Sidney C. Woolever’s used auto business, Sid’s Auto Sales, began operating at the site in about 1954.
In 1956, Sid’s was replaced by another used auto business, Phillips Motors, which was owned by Lee and Jack Phillips.
Two years later, Flavorious J. Foster’s Consolidated Motors became the next used auto business to occupy the same location.
The site sat vacant from 1959 until 1966, when it became occupied by the Veterans Thrift Store.
Today, the Asian Food Center is located at 1301 Broadway.
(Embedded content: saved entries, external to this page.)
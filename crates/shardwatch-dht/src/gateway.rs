//! DHT gateway client.
//!
//! Talks HTTP/1 to one or more gateway nodes that expose the swarm's DHT:
//!
//! ```text
//! GET /dht/v1/get/{key}              -> {"entries": [{subkey, value, updated_at}]}
//! GET /dht/v1/peers/{peer}/maddrs    -> {"maddrs": ["/ip4/.../tcp/..."]}
//! ```
//!
//! Gateways are tried in order; a transport failure moves on to the next
//! one while the call's deadline lasts. A 404 is an answer, not a failure.

use std::time::Duration;

use async_trait::async_trait;
use bytes::Bytes;
use http_body_util::BodyExt;
use serde::Deserialize;
use tracing::debug;

use shardwatch_core::{Multiaddr, PeerId};

use crate::client::{DhtClient, DhtValue};
use crate::error::DhtError;

#[derive(Debug, Clone)]
pub struct GatewayDht {
    gateways: Vec<String>,
}

#[derive(Debug, Deserialize)]
struct MaddrsReply {
    maddrs: Vec<String>,
}

/// Outcome of one request that reached a gateway.
enum Reply {
    Found(Bytes),
    Missing,
}

impl GatewayDht {
    /// `gateways` are `host:port` strings.
    pub fn new(gateways: Vec<String>) -> Self {
        Self { gateways }
    }

    pub fn gateways(&self) -> &[String] {
        &self.gateways
    }

    /// `timeout` bounds the whole call, fail-over included.
    async fn fetch(&self, path: &str, timeout: Duration) -> Result<Reply, DhtError> {
        let deadline = tokio::time::Instant::now() + timeout;
        let mut last_err = DhtError::Transport("no dht gateways configured".to_string());
        for gateway in &self.gateways {
            match tokio::time::timeout_at(deadline, request(gateway, path)).await {
                Ok(Ok(reply)) => return Ok(reply),
                Ok(Err(e)) => {
                    debug!(%gateway, %path, error = %e, "dht gateway request failed");
                    last_err = e;
                }
                Err(_) => {
                    debug!(%gateway, %path, "dht gateway request timed out");
                    return Err(DhtError::Timeout(format!(
                        "{path} after {timeout:?} (last tried {gateway})"
                    )));
                }
            }
        }
        Err(last_err)
    }
}

async fn request(gateway: &str, path: &str) -> Result<Reply, DhtError> {
    let stream = tokio::net::TcpStream::connect(gateway)
        .await
        .map_err(|e| DhtError::Transport(format!("connect {gateway}: {e}")))?;

    let io = hyper_util::rt::TokioIo::new(stream);
    let (mut sender, conn) = hyper::client::conn::http1::handshake(io)
        .await
        .map_err(|e| DhtError::Transport(format!("handshake {gateway}: {e}")))?;

    // Drive the connection in the background.
    tokio::spawn(async move {
        let _ = conn.await;
    });

    let req = http::Request::builder()
        .method("GET")
        .uri(path)
        .header("host", gateway)
        .header("accept", "application/json")
        .header("user-agent", "shardwatch/0.1")
        .body(http_body_util::Empty::<Bytes>::new())
        .map_err(|e| DhtError::Transport(format!("build request: {e}")))?;

    let resp = sender
        .send_request(req)
        .await
        .map_err(|e| DhtError::Transport(format!("request {gateway}{path}: {e}")))?;

    let status = resp.status();
    if status == http::StatusCode::NOT_FOUND {
        return Ok(Reply::Missing);
    }
    if !status.is_success() {
        return Err(DhtError::Transport(format!("{gateway}{path} returned {status}")));
    }

    let body = resp
        .into_body()
        .collect()
        .await
        .map_err(|e| DhtError::Transport(format!("read body from {gateway}: {e}")))?
        .to_bytes();
    Ok(Reply::Found(body))
}

/// Percent-encode one path segment (RFC 3986 unreserved characters pass through).
fn encode_segment(segment: &str) -> String {
    let mut out = String::with_capacity(segment.len());
    for byte in segment.bytes() {
        match byte {
            b'A'..=b'Z' | b'a'..=b'z' | b'0'..=b'9' | b'-' | b'.' | b'_' | b'~' => {
                out.push(byte as char)
            }
            _ => out.push_str(&format!("%{byte:02X}")),
        }
    }
    out
}

#[async_trait]
impl DhtClient for GatewayDht {
    async fn get(&self, key: &str, timeout: Duration) -> Result<Option<DhtValue>, DhtError> {
        let path = format!("/dht/v1/get/{}", encode_segment(key));
        match self.fetch(&path, timeout).await? {
            Reply::Missing => Ok(None),
            Reply::Found(body) => serde_json::from_slice(&body)
                .map(Some)
                .map_err(|e| DhtError::Decode(format!("get {key}: {e}"))),
        }
    }

    async fn get_visible_maddrs(
        &self,
        peer: &PeerId,
        timeout: Duration,
    ) -> Result<Vec<Multiaddr>, DhtError> {
        let path = format!("/dht/v1/peers/{}/maddrs", peer.to_base58());
        let body = match self.fetch(&path, timeout).await? {
            Reply::Missing => return Err(DhtError::NotFound(format!("peer {peer}"))),
            Reply::Found(body) => body,
        };
        let reply: MaddrsReply = serde_json::from_slice(&body)
            .map_err(|e| DhtError::Decode(format!("maddrs of {peer}: {e}")))?;

        // Unparsable addresses are dropped; the rest stay dialable.
        Ok(reply
            .maddrs
            .iter()
            .filter_map(|s| match s.parse::<Multiaddr>() {
                Ok(addr) => Some(addr),
                Err(e) => {
                    debug!(%peer, addr = %s, error = %e, "skipping malformed maddr");
                    None
                }
            })
            .collect())
    }
}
75th anniversary. The only used car lot from Broadway’s auto row that remains in operation is located at the southeast corner of 20th Street and Broadway. The lot was established in 1938 by auto dealer Harold R. Jestings. Photo by Lance Armstrong

1801 Broadway
In about 1951, Fred E. Lundstrom, who already operated his business, Lundstrom Motors, at 1631 K St., opened a used automobile lot at the former site of Walter R. Figaro’s gas station at 1801 Broadway.
Following the death of Lundstrom in about 1954, William Coldiron began operating a gas station at the site of Lundstrom’s former used car lot.
The property remained home to a gas station until about 1981.
Today, the site sits vacant in its old state, with a large, asphalt-paved parking lot and a small, service building in its northeast corner.

1810-12 Broadway
The used car business of John L. Christopher, who resided at 2426 F St., opened at 1810 Y St. in 1935.
Ray Harbert, who lived at 2550 17th St., established a used car business at 1812 Y St. during the same year.
By the following year, both lots were the site of the used car business of Robert S. McDonald, who conveniently resided at 1820 Y St.
McDonald continued the operation of his business until about 1940, at which time August G. Brietzke opened a fuel station at 1812 Broadway.
The business, C & B Liquors, has been located at that address since 1968.
1945 Broadway
Alfred “Al” Nahas, owner of Nahas Motor Sales, established a used car lot at 1945 Broadway in about 1949, and he continued its operation for about six years.
The business was then replaced Dalton Motors used cars.
Dalton Motors ceased selling used cars at the site in about 1980, but continued leasing automobiles.
Carquest Auto Parts presently operates in a former Dalton Motors building at 1945 Broadway.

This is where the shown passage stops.